I never presume to speak for the Qubes team.
When I comment in the Forum I speak for myself.

2 Likes

Besides disagreeing with all your arguments that Salt is bad (I know of Salt deffects, but your arguments are just misconceptions), people have already pointed out on this thread multiple times, I won’t was my time debating over it.

You don’t get DevOps framwork and tools and propose shellscript because you are accustomed to it, it is your comfort zone, it doesn’t make the DevOps tools bad though.
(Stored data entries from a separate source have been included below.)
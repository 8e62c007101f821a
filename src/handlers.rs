//! HTTP request handlers
//!
//! Each handler extracts the request, calls the escrow service or the job
//! manager, and wraps the result in a `{"success": ..}` envelope. Failures go
//! through the [`IntoResponse`] impl for [`AppError`].

use axum::{
    Json, Router,
    extract::{FromRequest, Path, Request, State, rejection::JsonRejection},
    http::StatusCode,
    response::{IntoResponse, Response},
    routing::{get, post},
};
use serde_json::{Value, json};
use tracing::{error, info};

use crate::error::{AppError, Result};
use crate::jobs::{JobConfig, JobKind};
use crate::models::*;
use crate::state::AppState;

const MANUAL_RELEASE_REASON: &str = "manual_release";

type ApiResult = Result<Json<Value>>;

/// `Json` whose rejections come back as a 400 in the usual error envelope.
pub struct ApiJson<T>(pub T);

impl<S, T> FromRequest<S> for ApiJson<T>
where
    Json<T>: FromRequest<S, Rejection = JsonRejection>,
    S: Send + Sync,
{
    type Rejection = AppError;

    async fn from_request(req: Request, state: &S) -> Result<Self> {
        let Json(value) = Json::<T>::from_request(req, state).await?;
        Ok(Self(value))
    }
}

impl From<JsonRejection> for AppError {
    fn from(rejection: JsonRejection) -> Self {
        AppError::validation(rejection.body_text())
    }
}

pub fn create_router(state: AppState) -> Router {
    Router::new()
        .route("/ping", get(ping))
        .route("/api/jobs/status", get(job_statuses))
        .route("/api/jobs/health", get(job_health))
        .route("/api/jobs/trigger/{job}", post(trigger_job))
        .route("/api/jobs/config", get(job_config).post(update_job_config))
        .route("/api/payments", post(create_payment))
        .route("/api/payments/{id}", get(get_payment))
        .route("/api/payments/{id}/confirm", post(confirm_payment))
        .route("/api/payments/{id}/refund", post(refund_payment))
        .route("/api/escrows/{id}", get(get_escrow))
        .route("/api/escrows/{id}/release", post(release_escrow))
        .route("/api/escrows/{id}/rating", post(rate_escrow))
        .route("/api/escrows/{id}/dispute", post(open_dispute))
        .route("/api/escrows/{id}/resolve", post(resolve_dispute))
        .with_state(state)
}

pub async fn ping() -> &'static str {
    "pong"
}

pub async fn job_statuses(State(state): State<AppState>) -> Json<Value> {
    let statuses = state.jobs.statuses();
    Json(json!({
        "success": true,
        "totalJobs": statuses.len(),
        "statuses": statuses,
    }))
}

/// 503 while any job is failing more often than not.
pub async fn job_health(State(state): State<AppState>) -> (StatusCode, Json<Value>) {
    let health = state.jobs.health();
    let status = if health.healthy {
        StatusCode::OK
    } else {
        StatusCode::SERVICE_UNAVAILABLE
    };
    (status, Json(json!({ "success": true, "health": health })))
}

pub async fn trigger_job(State(state): State<AppState>, Path(job): Path<String>) -> ApiResult {
    let kind: JobKind = job.parse()?;
    state.jobs.trigger(kind)?;
    Ok(Json(json!({
        "success": true,
        "message": format!("Job {job} triggered successfully"),
        "jobName": kind,
    })))
}

pub async fn job_config(State(state): State<AppState>) -> ApiResult {
    let config = state.jobs.config()?;
    Ok(Json(json!({ "success": true, "config": config.as_ref() })))
}

pub async fn update_job_config(
    State(state): State<AppState>,
    ApiJson(config): ApiJson<JobConfig>,
) -> ApiResult {
    state.jobs.update_config(config.clone())?;
    Ok(Json(json!({
        "success": true,
        "message": "Job configuration updated successfully",
        "config": config,
    })))
}

pub async fn create_payment(
    State(state): State<AppState>,
    ApiJson(request): ApiJson<CreatePayment>,
) -> Result<(StatusCode, Json<Value>)> {
    let payment = state.escrow.create_payment(request).await?;
    Ok((
        StatusCode::CREATED,
        Json(json!({ "success": true, "payment": payment })),
    ))
}

pub async fn get_payment(State(state): State<AppState>, Path(id): Path<String>) -> ApiResult {
    let payment = state.escrow.payment(&id).await?;
    Ok(Json(json!({ "success": true, "payment": payment })))
}

pub async fn confirm_payment(State(state): State<AppState>, Path(id): Path<String>) -> ApiResult {
    let (payment, escrow) = state.escrow.confirm_payment(&id).await?;
    Ok(Json(json!({
        "success": true,
        "payment": payment,
        "escrow": escrow,
    })))
}

pub async fn refund_payment(
    State(state): State<AppState>,
    Path(id): Path<String>,
    ApiJson(request): ApiJson<RefundRequest>,
) -> ApiResult {
    let payment = state
        .escrow
        .refund(&id, request.amount, &request.reason)
        .await?;
    Ok(Json(json!({ "success": true, "payment": payment })))
}

pub async fn get_escrow(State(state): State<AppState>, Path(id): Path<String>) -> ApiResult {
    let escrow = state.escrow.escrow(&id).await?;
    Ok(Json(json!({ "success": true, "escrow": escrow })))
}

pub async fn release_escrow(
    State(state): State<AppState>,
    Path(id): Path<String>,
    ApiJson(request): ApiJson<ReleaseRequest>,
) -> ApiResult {
    let reason = request.reason.as_deref().unwrap_or(MANUAL_RELEASE_REASON);
    let escrow = state.escrow.release_escrow(&id, reason).await?;
    Ok(Json(json!({ "success": true, "escrow": escrow })))
}

pub async fn rate_escrow(
    State(state): State<AppState>,
    Path(id): Path<String>,
    ApiJson(request): ApiJson<RatingRequest>,
) -> ApiResult {
    let escrow = state
        .escrow
        .record_rating(&id, request.rating, &request.reviewer_id)
        .await?;
    Ok(Json(json!({ "success": true, "escrow": escrow })))
}

pub async fn open_dispute(
    State(state): State<AppState>,
    Path(id): Path<String>,
    ApiJson(request): ApiJson<DisputeRequest>,
) -> ApiResult {
    let escrow = state.escrow.open_dispute(&id, &request.reason).await?;
    Ok(Json(json!({ "success": true, "escrow": escrow })))
}

pub async fn resolve_dispute(
    State(state): State<AppState>,
    Path(id): Path<String>,
    ApiJson(request): ApiJson<ResolveRequest>,
) -> ApiResult {
    let escrow = state
        .escrow
        .resolve_dispute(&id, &request.resolution)
        .await?;
    Ok(Json(json!({ "success": true, "escrow": escrow })))
}

impl IntoResponse for AppError {
    fn into_response(self) -> Response {
        let status = match &self {
            e if e.is_validation() => StatusCode::BAD_REQUEST,
            AppError::NotFound { .. } => StatusCode::NOT_FOUND,
            AppError::PaymentFailed { .. } => StatusCode::PAYMENT_REQUIRED,
            AppError::SchedulerNotStarted
            | AppError::SchedulerStopped
            | AppError::AlreadyStarted => StatusCode::CONFLICT,
            _ => StatusCode::INTERNAL_SERVER_ERROR,
        };

        if status.is_server_error() {
            error!(error = %self, "request failed");
        } else {
            info!(error = %self, %status, "request rejected");
        }

        let mut body = json!({ "success": false, "error": self.to_string() });
        if let AppError::UnknownJob { .. } = self {
            body["validJobs"] = json!(JobKind::valid_names());
        }
        (status, Json(body)).into_response()
    }
}

#[cfg(test)]
mod tests {
    use std::sync::Arc;

    use axum::body::{Body, to_bytes};
    use axum::http::{Method, Request};
    use tower::util::ServiceExt;

    use super::*;
    use crate::config::Settings;
    use crate::infrastructure::{MemoryStore, SandboxGateway};
    use crate::services::notification_service::SlackNotifier;

    fn test_state() -> AppState {
        AppState::with_parts(
            Arc::new(MemoryStore::new()),
            Arc::new(SandboxGateway::new(true)),
            Arc::new(SlackNotifier::new(None)),
            &Settings::default(),
        )
    }

    async fn post(router: Router, uri: &str, body: &str) -> (StatusCode, Value) {
        let req = Request::builder()
            .method(Method::POST)
            .uri(uri)
            .header("content-type", "application/json")
            .body(Body::from(body.to_string()))
            .unwrap();
        let resp = router.oneshot(req).await.unwrap();
        let status = resp.status();
        let bytes = to_bytes(resp.into_body(), usize::MAX).await.unwrap();
        (status, serde_json::from_slice(&bytes).unwrap())
    }

    #[tokio::test]
    async fn malformed_config_body_is_a_json_bad_request() {
        let state = test_state();
        state.jobs.start(Settings::default().jobs).unwrap();
        let router = create_router(state.clone());

        // well-formed JSON that does not fit the config shape
        let (status, body) = post(
            router.clone(),
            "/api/jobs/config",
            r#"{"autoReleaseInterval":"soon"}"#,
        )
        .await;
        assert_eq!(status, StatusCode::BAD_REQUEST);
        assert_eq!(body["success"], false);
        assert!(body["error"].as_str().is_some_and(|e| !e.is_empty()));

        let (status, body) = post(router, "/api/payments", "{not json").await;
        assert_eq!(status, StatusCode::BAD_REQUEST);
        assert_eq!(body["success"], false);

        state.jobs.stop().await;
    }

    #[test]
    fn unknown_job_is_a_bad_request() {
        let response = AppError::UnknownJob {
            name: "nightly".to_string(),
        }
        .into_response();
        assert_eq!(response.status(), StatusCode::BAD_REQUEST);
    }

    #[test]
    fn scheduler_state_maps_to_conflict() {
        assert_eq!(
            AppError::SchedulerNotStarted.into_response().status(),
            StatusCode::CONFLICT
        );
        assert_eq!(
            AppError::NotFound {
                kind: "escrow",
                id: "e-1".to_string()
            }
            .into_response()
            .status(),
            StatusCode::NOT_FOUND
        );
    }
}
I will, however, point out two important things:

  • The installation section explicitly says that R4.2 is supported. I haven’t had time to update my formulas to R4.3. I won’t make a promise when an update can be done, I have been focusing on other things, still related to Qubes.
  • I’ve seen you post this 3 times, twice on the forum and once on github. You know what I haven’t seen? The exception. Yes, the one thing that would allow for anyone to understand your issue. Sharing it won’t make me obliged to fix your issue, it is open source after all, but would allow others to help if they have time and will

Instead of focusing on “things broken, replace salt” (which Ansible is a contender, but not for most of the reasons you listed, mostly because packaging Salt is pain, especially for Fedora, and initial plan is to support both rather than replace it), focus on getting things solved.